Тяжба началась великая. Новые планы, подчищенные ловким купчишкой Фирсановым, управа и видеть не желала, сверялась со старыми. Выходило, что Гонецкий желал получить деньги за землю, которая ему и не принадлежала, хотя и была издавна огорожена забором. Тем забором взято лишку почти 40 саженей, а если точнее — 39,38. Гонецкий нанял ловких юристов. Обидевшись, он решил уступить кое-что из своего владения, но только 300 рублей за квадратную сажень. Цену он заломил безбожную — в управе так и ахнули. По расценкам Московского кредитного общества, земля расценивалась в 25 рублей за квадратную сажень! Ах, то по расценкам — так то, может, на Рогожской заставе или на какой-нибудь другой городской окраине, а не на его, Гонецкого, владении на Неглинном проезде! Заносчивого владельца пытались урезонить: в управе всего 25 тысяч рублей на покупку земли для «урегулирования, высочайше утвержденного» — если отдадут одному ему 12 тысяч, так что же останется?..
Неизвестно, сколько времени мстил бы Гонецкий управе, но вдруг подоспело долгожданное разрешение.

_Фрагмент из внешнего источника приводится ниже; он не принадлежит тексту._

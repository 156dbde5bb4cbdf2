//! Editor-extension endpoints driven through the full router.

mod common;

use axum::{
    body::Body,
    http::{Request, StatusCode},
};
use serde_json::json;

use common::{FakeChat, KEY_HEADER, SECRET, app_with_chat, post_json, send, send_json};

// ---------------------------------------------------------------------------
// Access gate
// ---------------------------------------------------------------------------

#[tokio::test]
async fn hard_gate_rejects_missing_and_wrong_keys_without_calling_model() {
    for uri in ["/api/extension/impact", "/api/extension/narrate"] {
        for key in [None, Some("wrong"), Some("")] {
            let chat = FakeChat::replying("unused");
            let body = r#"{"codeSnippet":"x","fileContent":"x"}"#;
            let (status, json) = send_json(app_with_chat(chat.clone()), post_json(uri, key, body)).await;

            assert_eq!(status, StatusCode::UNAUTHORIZED, "{uri} with {key:?}");
            assert_eq!(json, json!({ "error": "Unauthorized" }));
            assert_eq!(chat.calls(), 0);
        }
    }
}

#[tokio::test]
async fn risk_gate_answers_soft_unauthorized() {
    let chat = FakeChat::replying("unused");
    let (status, json) = send_json(
        app_with_chat(chat.clone()),
        post_json("/api/extension/risk", Some("nope"), r#"{"functionCode":"f()"}"#),
    )
    .await;

    assert_eq!(status, StatusCode::OK);
    assert_eq!(json, json!({ "score": 0, "reason": "Unauthorized access." }));
    assert_eq!(chat.calls(), 0);
}

#[tokio::test]
async fn search_gate_answers_auth_failed_with_cors() {
    let chat = FakeChat::replying("unused");
    let resp = send(
        app_with_chat(chat.clone()),
        post_json("/api/extension/search", None, r#"{"query":"where?"}"#),
    )
    .await;

    assert_eq!(resp.status(), StatusCode::UNAUTHORIZED);
    assert_eq!(resp.headers()["access-control-allow-origin"], "*");
    assert_eq!(chat.calls(), 0);

    let (_, json) = send_json(
        app_with_chat(chat.clone()),
        post_json("/api/extension/search", None, r#"{"query":"where?"}"#),
    )
    .await;
    assert_eq!(json, json!({ "answer": "Auth Failed" }));
}

// ---------------------------------------------------------------------------
// Impact
// ---------------------------------------------------------------------------

#[tokio::test]
async fn impact_combines_model_verdict_with_complexity_score() {
    let chat = FakeChat::replying(
        r##"{"riskLabel":"Database Writes","riskColor":"#ff5500","summary":"Inserts rows."}"##,
    );
    let mut snippet: String = (0..4).map(|i| format!("import m{i}\n")).collect();
    snippet.push_str(&"x".repeat(3_000 - snippet.len()));
    let body = json!({ "codeSnippet": snippet }).to_string();

    let (status, json) = send_json(
        app_with_chat(chat.clone()),
        post_json("/api/extension/impact", Some(SECRET), &body),
    )
    .await;

    assert_eq!(status, StatusCode::OK);
    assert_eq!(
        json,
        json!({
            "riskLabel": "Database Writes",
            "riskColor": "#ff5500",
            "summary": "Inserts rows.",
            "score": 92
        })
    );
    assert_eq!(chat.calls(), 1);
    let req = chat.last_request().unwrap();
    assert_eq!(req.config.max_tokens, Some(150));
    assert_eq!(req.messages[0].id, "impact-prompt");
}

#[tokio::test]
async fn impact_falls_back_to_raw_text() {
    let chat = FakeChat::replying("It writes to the DB.");
    let (status, json) = send_json(
        app_with_chat(chat),
        post_json("/api/extension/impact", Some(SECRET), r#"{"codeSnippet":"db.save()"}"#),
    )
    .await;

    assert_eq!(status, StatusCode::OK);
    assert_eq!(json["riskLabel"], "Unknown");
    assert_eq!(json["riskColor"], "#888888");
    assert_eq!(json["summary"], "It writes to the DB.");
}

#[tokio::test]
async fn impact_requires_a_string_snippet() {
    for body in [r#"{}"#, r#"{"codeSnippet":""}"#, r#"{"codeSnippet":12}"#] {
        let chat = FakeChat::replying("unused");
        let (status, json) = send_json(
            app_with_chat(chat.clone()),
            post_json("/api/extension/impact", Some(SECRET), body),
        )
        .await;

        assert_eq!(status, StatusCode::BAD_REQUEST, "{body}");
        assert_eq!(json, json!({ "error": "Missing codeSnippet" }));
        assert_eq!(chat.calls(), 0);
    }
}

#[tokio::test]
async fn impact_model_failure_is_500() {
    let (status, json) = send_json(
        app_with_chat(FakeChat::failing()),
        post_json("/api/extension/impact", Some(SECRET), r#"{"codeSnippet":"x"}"#),
    )
    .await;

    assert_eq!(status, StatusCode::INTERNAL_SERVER_ERROR);
    assert!(json["error"].as_str().is_some_and(|m| !m.is_empty()));
}

#[tokio::test]
async fn malformed_json_on_hard_endpoints_is_500_with_message() {
    for uri in ["/api/extension/impact", "/api/extension/narrate"] {
        let chat = FakeChat::replying("unused");
        let (status, json) = send_json(
            app_with_chat(chat.clone()),
            post_json(uri, Some(SECRET), "{not json"),
        )
        .await;

        assert_eq!(status, StatusCode::INTERNAL_SERVER_ERROR, "{uri}");
        assert!(
            json["error"]
                .as_str()
                .is_some_and(|m| m.starts_with("Invalid JSON body: ")),
            "{json}"
        );
        assert_eq!(chat.calls(), 0);
    }
}

#[tokio::test]
async fn json_sent_as_text_plain_reaches_every_extension_model() {
    let cases = [
        ("/api/extension/impact", r#"{"codeSnippet":"db.users.insert(x)"}"#),
        ("/api/extension/narrate", r#"{"fileContent":"fn main() {}"}"#),
        ("/api/extension/risk", r#"{"functionCode":"eval(x)"}"#),
        ("/api/extension/search", r#"{"query":"q"}"#),
    ];
    for (uri, body) in cases {
        let chat = FakeChat::replying(r#"{"score": 7, "reason": "eval"}"#);
        let req = Request::builder()
            .method("POST")
            .uri(uri)
            .header("content-type", "text/plain;charset=UTF-8")
            .header(KEY_HEADER, SECRET)
            .body(Body::from(body))
            .unwrap();
        let (status, _) = send_json(app_with_chat(chat.clone()), req).await;

        assert_eq!(status, StatusCode::OK, "{uri}");
        assert_eq!(chat.calls(), 1, "{uri}");
    }
}

// ---------------------------------------------------------------------------
// Narrate
// ---------------------------------------------------------------------------

#[tokio::test]
async fn narrate_returns_raw_completion() {
    let chat = FakeChat::replying("<br>• <b>Purpose:</b> Parses config.");
    let (status, json) = send_json(
        app_with_chat(chat.clone()),
        post_json(
            "/api/extension/narrate",
            Some(SECRET),
            r#"{"fileContent":"fn main() {}","filePath":"src/main.rs"}"#,
        ),
    )
    .await;

    assert_eq!(status, StatusCode::OK);
    assert_eq!(json, json!({ "summary": "<br>• <b>Purpose:</b> Parses config." }));

    let req = chat.last_request().unwrap();
    assert_eq!(req.config.max_tokens, Some(1000));
    assert!(req.messages[0].content.contains("File: src/main.rs"));
}

#[tokio::test]
async fn narrate_requires_file_content() {
    let chat = FakeChat::replying("unused");
    let (status, json) = send_json(
        app_with_chat(chat.clone()),
        post_json("/api/extension/narrate", Some(SECRET), r#"{"filePath":"a.rs"}"#),
    )
    .await;

    assert_eq!(status, StatusCode::BAD_REQUEST);
    assert_eq!(json, json!({ "error": "Missing fileContent" }));
    assert_eq!(chat.calls(), 0);
}

// ---------------------------------------------------------------------------
// Risk
// ---------------------------------------------------------------------------

#[tokio::test]
async fn risk_parses_fenced_completion() {
    let chat = FakeChat::replying(
        "```json\n{\"score\": 9, \"reason\": \"uses eval, high injection risk\"}\n```",
    );
    let (status, json) = send_json(
        app_with_chat(chat.clone()),
        post_json("/api/extension/risk", Some(SECRET), r#"{"functionCode":"eval(x)"}"#),
    )
    .await;

    assert_eq!(status, StatusCode::OK);
    assert_eq!(json, json!({ "score": 9, "reason": "uses eval, high injection risk" }));
    assert_eq!(chat.last_request().unwrap().config.max_tokens, Some(1000));
}

#[tokio::test]
async fn risk_prose_completion_uses_fallback() {
    let (status, json) = send_json(
        app_with_chat(FakeChat::replying("This function looks risky.")),
        post_json("/api/extension/risk", Some(SECRET), r#"{"functionCode":"eval(x)"}"#),
    )
    .await;

    assert_eq!(status, StatusCode::OK);
    assert_eq!(
        json,
        json!({ "score": 5, "reason": "AI returned invalid format. Check server logs." })
    );
}

#[tokio::test]
async fn risk_clamps_out_of_range_scores() {
    let (_, json) = send_json(
        app_with_chat(FakeChat::replying(r#"{"score": 15, "reason": "r"}"#)),
        post_json("/api/extension/risk", Some(SECRET), r#"{"functionCode":"f()"}"#),
    )
    .await;
    assert_eq!(json["score"], 10);
}

#[tokio::test]
async fn risk_soft_failures_stay_200() {
    let cases = [
        ("{broken", "Invalid request body."),
        (r#"{"functionCode":""}"#, "No code selected."),
        (r#"{"functionCode":null}"#, "No code selected."),
    ];
    for (body, reason) in cases {
        let chat = FakeChat::replying("unused");
        let (status, json) = send_json(
            app_with_chat(chat.clone()),
            post_json("/api/extension/risk", Some(SECRET), body),
        )
        .await;

        assert_eq!(status, StatusCode::OK, "{body}");
        assert_eq!(json, json!({ "score": 0, "reason": reason }));
        assert_eq!(chat.calls(), 0);
    }
}

#[tokio::test]
async fn risk_model_failure_is_reported_in_body() {
    let (status, json) = send_json(
        app_with_chat(FakeChat::failing()),
        post_json("/api/extension/risk", Some(SECRET), r#"{"functionCode":"f()"}"#),
    )
    .await;

    assert_eq!(status, StatusCode::OK);
    assert_eq!(json["score"], 0);
    assert!(
        json["reason"]
            .as_str()
            .is_some_and(|r| r.starts_with("AI service error: "))
    );
}

// ---------------------------------------------------------------------------
// Search
// ---------------------------------------------------------------------------

#[tokio::test]
async fn search_answers_with_trimmed_completion() {
    let chat = FakeChat::replying("  Auth lives in middleware.ts.\n");
    let resp = send(
        app_with_chat(chat.clone()),
        post_json(
            "/api/extension/search",
            Some(SECRET),
            r#"{"query":"Where is auth?","context":"export function middleware() {}"}"#,
        ),
    )
    .await;

    assert_eq!(resp.status(), StatusCode::OK);
    assert_eq!(resp.headers()["access-control-allow-origin"], "*");

    let (_, json) = send_json(
        app_with_chat(chat.clone()),
        post_json("/api/extension/search", Some(SECRET), r#"{"query":"Where is auth?"}"#),
    )
    .await;
    assert_eq!(json, json!({ "answer": "Auth lives in middleware.ts." }));
    assert_eq!(chat.last_request().unwrap().config.max_tokens, Some(200));
}

#[tokio::test]
async fn search_empty_query_skips_model() {
    let chat = FakeChat::replying("unused");
    let (status, json) = send_json(
        app_with_chat(chat.clone()),
        post_json("/api/extension/search", Some(SECRET), r#"{"query":""}"#),
    )
    .await;

    assert_eq!(status, StatusCode::OK);
    assert_eq!(json, json!({ "answer": "Ask something." }));
    assert_eq!(chat.calls(), 0);
}

#[tokio::test]
async fn search_numeric_query_is_asked() {
    let chat = FakeChat::replying("Line 42 defines the router.");
    let (status, json) = send_json(
        app_with_chat(chat.clone()),
        post_json("/api/extension/search", Some(SECRET), r#"{"query":42}"#),
    )
    .await;

    assert_eq!(status, StatusCode::OK);
    assert_eq!(json, json!({ "answer": "Line 42 defines the router." }));
    let prompt = &chat.last_request().unwrap().messages[0].content;
    assert!(prompt.contains("42"));
}

#[tokio::test]
async fn search_failures_are_overload() {
    let (status, json) = send_json(
        app_with_chat(FakeChat::failing()),
        post_json("/api/extension/search", Some(SECRET), r#"{"query":"q"}"#),
    )
    .await;
    assert_eq!(status, StatusCode::INTERNAL_SERVER_ERROR);
    assert_eq!(json, json!({ "answer": "System Overload. Try again." }));

    let (status, json) = send_json(
        app_with_chat(FakeChat::replying("unused")),
        post_json("/api/extension/search", Some(SECRET), "{oops"),
    )
    .await;
    assert_eq!(status, StatusCode::INTERNAL_SERVER_ERROR);
    assert_eq!(json, json!({ "answer": "System Overload. Try again." }));
}

fn header_list(resp: &axum::response::Response, name: &str) -> Vec<String> {
    resp.headers()[name]
        .to_str()
        .unwrap()
        .split(',')
        .map(|v| v.trim().to_ascii_lowercase())
        .collect()
}

#[tokio::test]
async fn search_bare_options_is_200_with_cors_headers() {
    let chat = FakeChat::replying("unused");
    let req = Request::builder()
        .method("OPTIONS")
        .uri("/api/extension/search")
        .body(Body::empty())
        .unwrap();
    let resp = send(app_with_chat(chat.clone()), req).await;

    assert_eq!(resp.status(), StatusCode::OK);
    assert_eq!(resp.headers()["access-control-allow-origin"], "*");
    assert_eq!(header_list(&resp, "access-control-allow-methods"), ["post", "options"]);
    assert_eq!(
        header_list(&resp, "access-control-allow-headers"),
        ["content-type", "x-gitlore-extension-key"]
    );
    assert_eq!(chat.calls(), 0);
}

#[tokio::test]
async fn search_browser_preflight_is_answered_without_key() {
    let req = Request::builder()
        .method("OPTIONS")
        .uri("/api/extension/search")
        .header("origin", "vscode-webview://abc")
        .header("access-control-request-method", "POST")
        .header("access-control-request-headers", KEY_HEADER)
        .body(Body::empty())
        .unwrap();
    let resp = send(app_with_chat(FakeChat::replying("unused")), req).await;

    assert_eq!(resp.status(), StatusCode::OK);
    assert_eq!(resp.headers()["access-control-allow-origin"], "*");
}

Городская управа рада была освободиться от привязавшегося мытаря и, вдобавок побуждаемая кем-то влиятельным из Петербурга и самим губернатором, утвердила 23 февраля 1894 года проект на постройку новых Сандуновских бань. Уступил и Гонецкий и управа: сошлись на 32 рублях 50 копейках за сажень, а всего тех саженей Гонецкий продавал одиннадцать, но уступил все сорок, если точнее — 39,38.
Сам губернатор утверждал проект, подписывал каждый лист. Архитекторы славно постарались — дом на бумаге выглядел празднично. На чертеже был не только фасад дома — нарисовали конный экипаж, благородных господ, которые глядят на вывески. Весь нижний этаж отдавался магазинам: «Европейский базар», «Предметы роскоши», «Европейский», «Прогресс» и «Картины, эстампы», «Бронза и мельхиор». Над аркой — крупные письмена: «Торговые бани. Ванны». А под надписью этой — огромный фонтан.
Архитектор вывел каждую деталь на фасаде: парные колонны вдоль каждого окна на двух нижних этажах, орнамент над окнами, на куполе, скульптуры над карнизом, художественная решетка над ними вдоль всего фасада. Картинки были столь привлекательны, что губернатор, говорят, долго ими любовался. Спросил:
— В самом деле, а почему мы препятствуем прогрессу? Непонятно мне, почему мы заставили так долго ждать госпожу Фирсанову?
Его мягко, с легкой иронией поправили:
— Господина Гонецкого.
— Да-да, — усмехнулся губернатор, — я хотел сказать — господина Гонецкого.